(Beginning of DATASET RECORDS)

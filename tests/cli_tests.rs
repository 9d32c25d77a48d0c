//! Integration tests for testbox-tree CLI commands
//!
//! Tests the CLI commands: parse, tree, results, tokenize, exec-log

use std::process::Command;

/// Helper to run testbox-tree and capture output
fn run_cli(args: &[&str]) -> (String, String, i32) {
    let output = Command::new(env!("CARGO_BIN_EXE_testbox-tree"))
        .args(args)
        .current_dir(env!("CARGO_MANIFEST_DIR"))
        .env("NO_COLOR", "1")
        .env("CLICOLOR", "0")
        .env_remove("TESTBOX_RUNNER_URL")
        .env_remove("TESTBOX_TOKENIZER")
        .env_remove("RUST_LOG")
        .output()
        .expect("Failed to execute testbox-tree");

    let stdout = String::from_utf8_lossy(&output.stdout).to_string();
    let stderr = String::from_utf8_lossy(&output.stderr).to_string();
    let code = output.status.code().unwrap_or(-1);

    (stdout, stderr, code)
}

// ============================================================================
// testbox-tree parse
// ============================================================================

#[test]
fn test_parse_text_outline() {
    let (stdout, stderr, code) = run_cli(&["parse", "tests/fixtures/CalculatorTest.cfc"]);
    assert_eq!(code, 0, "parse failed: {}", stderr);
    assert!(stdout.contains("describe \"Calculator\""));
    assert!(stdout.contains("  it \"divides by zero\""));
    assert!(stdout.contains("(skipped)"));
    assert!(stdout.contains("10 declarations"));
    assert!(!stdout.contains("Disabled"));
}

#[test]
fn test_parse_json() {
    let (stdout, _, code) = run_cli(&["parse", "tests/fixtures/CalculatorTest.cfc", "--json"]);
    assert_eq!(code, 0);
    let json: serde_json::Value = serde_json::from_str(&stdout).expect("parse --json should output valid JSON");
    let roots = json.as_array().unwrap();
    assert_eq!(roots.len(), 2);
    assert_eq!(roots[0]["kind"], "describe");
    assert_eq!(roots[1]["kind"], "feature");
    assert_eq!(roots[0]["start"]["line"], 3);
}

#[test]
fn test_parse_token_stream() {
    let (stdout, stderr, code) = run_cli(&[
        "parse",
        "tests/fixtures/SmallTest.cfc",
        "--tokens",
        "tests/fixtures/SmallTest.tokens.json",
        "--json",
    ]);
    assert_eq!(code, 0, "parse --tokens failed: {}", stderr);
    let json: serde_json::Value = serde_json::from_str(&stdout).unwrap();
    let children = json[0]["children"].as_array().unwrap();
    assert_eq!(children.len(), 2);
    assert_eq!(children[1]["title"], "divides by zero");
    assert_eq!(children[1]["skipped"], true);
}

#[test]
fn test_parse_nonexistent_file() {
    let (_, stderr, code) = run_cli(&["parse", "tests/fixtures/Missing.cfc"]);
    assert_ne!(code, 0, "parse should fail for nonexistent file");
    assert!(stderr.contains("Error"));
}

#[test]
fn test_parse_bad_token_stream() {
    let (_, stderr, code) = run_cli(&[
        "parse",
        "tests/fixtures/SmallTest.cfc",
        "--tokens",
        "tests/fixtures/run_results.json",
    ]);
    assert_ne!(code, 0);
    assert!(stderr.contains("is not a token stream"));
}

// ============================================================================
// testbox-tree tree
// ============================================================================

#[test]
fn test_tree_ids_and_urls() {
    let (stdout, stderr, code) = run_cli(&[
        "tree",
        "tests/fixtures/CalculatorTest.cfc",
        "--package",
        "tests.specs.CalculatorTest",
        "--runner-url",
        "http://127.0.0.1:8500/tests/runner.cfm",
    ]);
    assert_eq!(code, 0, "tree failed: {}", stderr);
    let json: serde_json::Value = serde_json::from_str(&stdout).unwrap();
    assert_eq!(json["package_name"], "tests.specs.CalculatorTest");
    assert_eq!(json["directory"], "tests.specs");

    let nodes = json["nodes"].as_array().unwrap();
    assert_eq!(nodes[0]["id"], "bundle_tests.specs.CalculatorTest");
    assert_eq!(nodes[1]["id"], "bundle_tests.specs.CalculatorTest_suite_Calculator");
    assert!(nodes[1]["url"]
        .as_str()
        .unwrap()
        .starts_with("http://127.0.0.1:8500/tests/runner.cfm?method=runRemote"));
}

#[test]
fn test_tree_default_package_is_file_stem() {
    let (stdout, _, code) = run_cli(&["tree", "tests/fixtures/SmallTest.cfc"]);
    assert_eq!(code, 0);
    let json: serde_json::Value = serde_json::from_str(&stdout).unwrap();
    assert_eq!(json["nodes"][0]["id"], "bundle_SmallTest");
    assert!(json["runner_url"].as_str().unwrap().ends_with("/tests/runner.cfm"));
}

// ============================================================================
// testbox-tree results
// ============================================================================

#[test]
fn test_results_render() {
    let (stdout, stderr, code) = run_cli(&["results", "tests/fixtures/run_results.json"]);
    assert_eq!(code, 0, "results failed: {}", stderr);
    assert!(stdout.contains("║ Passed   ║ Failed   ║"));
    assert!(stdout.contains("tests.specs.CalculatorTest (41 ms)"));
    assert!(stdout.contains("-> Failure: Expected [3] but received [2]"));
    assert!(stdout.contains("✅✅ ❌ -"));
}

#[test]
fn test_results_icons_only() {
    let (stdout, _, code) = run_cli(&["results", "tests/fixtures/run_results.json", "--icons"]);
    assert_eq!(code, 0);
    assert_eq!(stdout.trim(), "✅✅ ❌ -");
}

#[test]
fn test_results_correlated_with_source() {
    let (stdout, stderr, code) = run_cli(&[
        "results",
        "tests/fixtures/run_results.json",
        "--spec-tree",
        "tests/fixtures/CalculatorTest.cfc",
        "--package",
        "tests.specs.CalculatorTest",
    ]);
    assert_eq!(code, 0, "results --spec-tree failed: {}", stderr);
    assert!(stdout.contains("✓ bundle_tests.specs.CalculatorTest_suite_Calculator_spec_adds two numbers (4 ms)"));
    assert!(stdout.contains("✗ bundle_tests.specs.CalculatorTest_suite_Calculator_suite_Rounding_spec_rounds half up (9 ms)"));
    assert!(stdout.contains("at tests/fixtures/CalculatorTest.cfc:15:6"));
    assert!(stdout.contains("4 matched, 0 without results"));
}

#[test]
fn test_results_rejects_bad_payload() {
    let (_, stderr, code) = run_cli(&["results", "tests/fixtures/SmallTest.cfc"]);
    assert_ne!(code, 0);
    assert!(stderr.contains("Invalid result payload"));
}

// ============================================================================
// testbox-tree tokenize
// ============================================================================

#[test]
fn test_tokenize_without_tokenizer_fails_cleanly() {
    let (_, stderr, code) = run_cli(&[
        "tokenize",
        "tests/fixtures/SmallTest.cfc",
        "--tokenizer",
        "tests/fixtures/no-such-cftokens",
    ]);
    assert_ne!(code, 0);
    assert!(stderr.contains("Failed to execute cftokens"));
}

// ============================================================================
// testbox-tree exec-log
// ============================================================================

#[test]
fn test_exec_log_directory() {
    let (stdout, stderr, code) = run_cli(&["exec-log", "tests/fixtures/exec_logs"]);
    assert_eq!(code, 0, "exec-log failed: {}", stderr);
    assert!(stdout.contains("run_a.exl /tests/runner.cfm (38849 μs)"));
    assert!(stdout.contains("      1577 μs  /TestBox/tests/Application.cfc"));
    assert!(stdout.contains("10 metrics across 4 files"));
    assert!(stdout.contains("       335 μs  /app/models/Calculator.cfc"));
    assert!(stdout.contains("3 metrics across 2 files"));
}

#[test]
fn test_exec_log_single_file_json() {
    let (stdout, _, code) = run_cli(&["exec-log", "tests/fixtures/exec_logs/run_b.exl", "--json"]);
    assert_eq!(code, 0);
    let json: serde_json::Value = serde_json::from_str(&stdout).unwrap();
    let logs = json["logs"].as_array().unwrap();
    assert_eq!(logs.len(), 1);
    assert_eq!(logs[0]["header"]["query_string"]["reporter"], "JSON");
    assert_eq!(logs[0]["metrics"][0]["file"], "/app/tests/specs/CalculatorTest.cfc");
}

#[test]
fn test_exec_log_missing_path() {
    let (_, stderr, code) = run_cli(&["exec-log", "tests/fixtures/no-such.exl"]);
    assert_ne!(code, 0);
    assert!(stderr.contains("Failed to read execution log"));
}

(End of DATASET RECORDS)

THE TASK:
Among the records above, which lines hold the word "execute"? Copy each one.

TASK ANSWER:
        .expect("Failed to execute testbox-tree");
    assert!(stderr.contains("Failed to execute cftokens"));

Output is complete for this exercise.